The third officer of the FLORIDA says that the night was perfectly clear, and that the chief officer was in charge, and that the captain failed to realise the gravity of the situation until it was too late to save lives.
Nobody is able to account for the collision in such weather.
Quebec May 7th [evening]
The steamer STATE OF FLORIDA collided with the barque PONEMA, of Chatham, New Brunswick, on the 18th April. The night was clear, but, there was no moon at the time of the collision. Both vessels sank. The survivors were picked up by the Norwegian barque THERESA, bound for Quebec, on the 20th, and 24 of their number were transferred on the 22nd, to the barque, LOUISA, bound for Quebec, and were taken on board the steamship TITANIA on May 5th.

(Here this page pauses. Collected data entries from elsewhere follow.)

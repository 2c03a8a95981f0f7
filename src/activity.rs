//! Local activity tracker
//!
//! Counts visits per calendar day for one user and keeps a streak by date.
//! The log is stored as `{data_dir}/activity/{user_id}.json`.
//!
//! Unlike the profile's login streak, days here are calendar dates, so a
//! visit at 23:50 followed by one at 00:10 counts as consecutive.

use chrono::{Duration, NaiveDate, Utc};
use serde::{Deserialize, Serialize};
use std::collections::BTreeMap;
use std::path::{Path, PathBuf};

use crate::persist::{self, PersistResult};
use crate::streak;

/// Visits on a single day
#[derive(Debug, Clone, Default, Serialize, Deserialize, PartialEq)]
pub struct DailyActivity {
    pub visits: u32,
    /// Distinct activity kinds, in first-seen order
    pub activities: Vec<String>,
}

/// Persisted activity log of one user
#[derive(Debug, Clone, Default, Serialize, Deserialize, PartialEq)]
pub struct ActivityLog {
    pub streak: u32,
    pub last_active: Option<NaiveDate>,
    pub total_visits: u64,
    pub daily_activity: BTreeMap<NaiveDate, DailyActivity>,
}

/// Counters returned after recording a visit
#[derive(Debug, Clone, Copy, Serialize, PartialEq, Eq)]
pub struct VisitSummary {
    pub streak: u32,
    pub total_visits: u64,
    pub today_visits: u32,
}

impl ActivityLog {
    /// Record one visit of `kind` on `today`
    pub fn record(&mut self, kind: &str, today: NaiveDate) -> VisitSummary {
        self.total_visits += 1;

        let day = self.daily_activity.entry(today).or_default();
        day.visits += 1;
        if !day.activities.iter().any(|a| a == kind) {
            day.activities.push(kind.to_string());
        }
        let today_visits = day.visits;

        self.streak = match self.last_active {
            Some(last) => streak::apply(self.streak, (today - last).num_days()).streak,
            None => 1,
        };
        // a visit dated before the last one must not move the marker back
        if self.last_active.map_or(true, |last| today > last) {
            self.last_active = Some(today);
        }

        VisitSummary {
            streak: self.streak,
            total_visits: self.total_visits,
            today_visits,
        }
    }

    /// Visit counts for the 7 days ending at `today`, most recent first
    pub fn weekly_activity(&self, today: NaiveDate) -> Vec<(NaiveDate, u32)> {
        (0..7)
            .map(|i| {
                let date = today - Duration::days(i);
                let visits = self.daily_activity.get(&date).map_or(0, |d| d.visits);
                (date, visits)
            })
            .collect()
    }
}

/// File-backed activity log for one user
pub struct ActivityTracker {
    path: PathBuf,
    log: ActivityLog,
}

impl ActivityTracker {
    /// Open the tracker, starting empty if nothing is stored yet
    pub fn open(data_dir: &Path, user_id: &str) -> PersistResult<Self> {
        let path = Self::path_for(data_dir, user_id);
        let log = persist::load_json(&path)?.unwrap_or_default();
        Ok(Self { path, log })
    }

    pub fn path_for(data_dir: &Path, user_id: &str) -> PathBuf {
        data_dir.join("activity").join(format!("{}.json", user_id))
    }

    /// Record a visit today (UTC) and save
    pub fn track(&mut self, kind: &str) -> PersistResult<VisitSummary> {
        self.track_on(kind, Utc::now().date_naive())
    }

    pub fn track_on(&mut self, kind: &str, today: NaiveDate) -> PersistResult<VisitSummary> {
        let summary = self.log.record(kind, today);
        persist::save_json(&self.path, &self.log)?;

        tracing::debug!(
            kind = kind,
            streak = summary.streak,
            total = summary.total_visits,
            "Recorded activity"
        );
        Ok(summary)
    }

    pub fn log(&self) -> &ActivityLog {
        &self.log
    }
}

#[cfg(test)]
mod tests {
    use super::*;
    use tempfile::TempDir;

    fn day(d: u32) -> NaiveDate {
        NaiveDate::from_ymd_opt(2024, 6, d).unwrap()
    }

    #[test]
    fn test_first_visit_starts_streak() {
        let mut log = ActivityLog::default();
        let summary = log.record("login", day(1));
        assert_eq!(summary.streak, 1);
        assert_eq!(summary.total_visits, 1);
        assert_eq!(summary.today_visits, 1);
        assert_eq!(log.last_active, Some(day(1)));
    }

    #[test]
    fn test_streak_by_calendar_day() {
        let mut log = ActivityLog::default();
        log.record("login", day(1));
        log.record("goals", day(1));
        assert_eq!(log.streak, 1);

        log.record("login", day(2));
        assert_eq!(log.record("login", day(3)).streak, 3);

        // skipped day 4
        assert_eq!(log.record("login", day(5)).streak, 1);
    }

    #[test]
    fn test_activity_kinds_are_distinct() {
        let mut log = ActivityLog::default();
        log.record("login", day(1));
        log.record("goals", day(1));
        log.record("login", day(1));

        let today = &log.daily_activity[&day(1)];
        assert_eq!(today.visits, 3);
        assert_eq!(today.activities, vec!["login", "goals"]);
    }

    #[test]
    fn test_weekly_activity_covers_seven_days() {
        let mut log = ActivityLog::default();
        log.record("login", day(3));
        log.record("login", day(9));
        log.record("login", day(9));

        let week = log.weekly_activity(day(9));
        assert_eq!(week.len(), 7);
        assert_eq!(week[0], (day(9), 2));
        assert_eq!(week[6], (day(3), 1));
        assert!(week[1..6].iter().all(|(_, visits)| *visits == 0));
    }

    #[test]
    fn test_tracker_persists_between_opens() {
        let dir = TempDir::new().unwrap();

        let mut tracker = ActivityTracker::open(dir.path(), "u1").unwrap();
        tracker.track_on("login", day(1)).unwrap();
        tracker.track_on("login", day(2)).unwrap();

        let reopened = ActivityTracker::open(dir.path(), "u1").unwrap();
        assert_eq!(reopened.log().streak, 2);
        assert_eq!(reopened.log().total_visits, 2);
        assert!(ActivityTracker::path_for(dir.path(), "u1").exists());

        let other = ActivityTracker::open(dir.path(), "u2").unwrap();
        assert_eq!(other.log().total_visits, 0);
    }
}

The following is a list of crew who have arrived in safety ;-
James ALLEN, Andrew STEELE, William ARMSTRONG, Francis GRAHAM, David WALKER, David CLURIE, Alexander MITCHELL, James THOMPSON, William SMITH, George FORRESTER, Neil MC KELLAR, James MC KENZIE, Robert YOUNG, John MC DOWELL, John SONSTROM, John MC GAW, Adam MC FARLANE, and William MILLER.
The following passengers have also arrived:-
James BENNETT, D. FAIRBAIRN, David STOTHERS, James PATIENCE, John HALE, and Elijah CHURCHANS.
The members of the crew on the THERESA, now on their way here, James THOMPSON, Thomas BARR, John SMITH, Peter PATERSON, Andrew ANDERSON, John SILVERBLADE, John MILLER, John BEARD, Jane [?] MC FARLANE, Charles LOVE, William LAWSON, William HYSLOP, Edward BOYLE and John MC DOWELL.
The passengers on the THERESA are Hugh MORGAN, Peter RENNING, Martin PATERSON, Francis WATSON, Capt HEPBURN, and two seamen of the PONEMA are also on the THERESA.
Quebec, May 8th
Mr ALLEN, 3rd, officer of the STATE OF FLORIDA states that the survivors were 35hrs in the boats without food and water. The sea at the time of the collision was smooth. Of 8 boats carried by the STATE OF FLORIDA, 4 were lowered, 2 having been previously smashed by the collision. Soon after the boats were lowered the vessel heeled to port and sank stern foremost. He thought the disaster occurred in 49 N. Lat and 36 W Long. When the vessel went down everyone on deck including the Captain, was washed off. The rescued men present a pitiful spectacle, several only wearing their nightdresses when saved.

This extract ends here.